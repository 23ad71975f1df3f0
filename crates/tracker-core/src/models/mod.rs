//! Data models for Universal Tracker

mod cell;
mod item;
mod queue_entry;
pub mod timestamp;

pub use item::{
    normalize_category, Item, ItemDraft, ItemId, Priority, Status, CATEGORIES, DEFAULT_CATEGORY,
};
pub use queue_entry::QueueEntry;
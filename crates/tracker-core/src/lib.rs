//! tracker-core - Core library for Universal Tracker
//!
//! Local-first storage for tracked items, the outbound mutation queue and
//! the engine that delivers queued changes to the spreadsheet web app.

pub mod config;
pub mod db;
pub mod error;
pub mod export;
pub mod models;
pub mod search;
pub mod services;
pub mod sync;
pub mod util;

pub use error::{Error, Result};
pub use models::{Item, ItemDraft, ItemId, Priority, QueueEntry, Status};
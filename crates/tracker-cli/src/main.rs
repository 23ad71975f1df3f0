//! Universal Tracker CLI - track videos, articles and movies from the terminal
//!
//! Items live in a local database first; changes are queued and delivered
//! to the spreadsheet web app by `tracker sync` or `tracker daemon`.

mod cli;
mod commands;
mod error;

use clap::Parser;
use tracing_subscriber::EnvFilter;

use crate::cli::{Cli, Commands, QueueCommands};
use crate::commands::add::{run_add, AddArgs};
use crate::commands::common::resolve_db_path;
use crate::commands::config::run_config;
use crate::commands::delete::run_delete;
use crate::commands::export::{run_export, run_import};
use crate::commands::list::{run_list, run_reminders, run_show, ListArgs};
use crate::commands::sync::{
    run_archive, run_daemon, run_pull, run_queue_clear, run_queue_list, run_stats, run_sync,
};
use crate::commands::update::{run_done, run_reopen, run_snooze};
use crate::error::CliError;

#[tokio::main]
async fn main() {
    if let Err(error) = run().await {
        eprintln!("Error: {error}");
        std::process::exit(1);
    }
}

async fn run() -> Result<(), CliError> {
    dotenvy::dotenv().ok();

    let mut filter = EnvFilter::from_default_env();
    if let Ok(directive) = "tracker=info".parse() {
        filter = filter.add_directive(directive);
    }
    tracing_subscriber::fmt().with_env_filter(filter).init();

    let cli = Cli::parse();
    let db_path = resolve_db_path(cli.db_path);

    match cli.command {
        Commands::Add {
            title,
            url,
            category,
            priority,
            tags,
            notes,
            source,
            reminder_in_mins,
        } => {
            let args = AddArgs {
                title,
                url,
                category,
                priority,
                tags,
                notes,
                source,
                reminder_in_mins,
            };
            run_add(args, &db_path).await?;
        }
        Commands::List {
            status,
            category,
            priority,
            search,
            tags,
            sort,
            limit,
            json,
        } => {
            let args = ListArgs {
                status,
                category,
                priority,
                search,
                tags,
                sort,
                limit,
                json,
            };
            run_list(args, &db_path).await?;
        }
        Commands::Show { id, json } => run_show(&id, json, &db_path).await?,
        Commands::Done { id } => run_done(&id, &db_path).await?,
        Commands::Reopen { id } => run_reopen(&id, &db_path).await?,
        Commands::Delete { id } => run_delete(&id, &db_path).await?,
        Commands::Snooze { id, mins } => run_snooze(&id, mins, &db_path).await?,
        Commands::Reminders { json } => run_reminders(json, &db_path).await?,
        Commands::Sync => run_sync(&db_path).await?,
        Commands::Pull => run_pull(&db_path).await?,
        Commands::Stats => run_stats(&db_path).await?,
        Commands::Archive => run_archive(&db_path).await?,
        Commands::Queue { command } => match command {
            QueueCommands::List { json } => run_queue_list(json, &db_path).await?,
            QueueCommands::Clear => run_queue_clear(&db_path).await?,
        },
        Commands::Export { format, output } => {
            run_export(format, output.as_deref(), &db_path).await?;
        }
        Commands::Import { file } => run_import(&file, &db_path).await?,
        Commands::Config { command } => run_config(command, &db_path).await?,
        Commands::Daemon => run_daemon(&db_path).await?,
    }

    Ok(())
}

What is being asked:
For the listing above, identify each line bearing "QueueEntry".

Output below:
pub use queue_entry::QueueEntry;
pub use models::{Item, ItemDraft, ItemId, Priority, QueueEntry, Status};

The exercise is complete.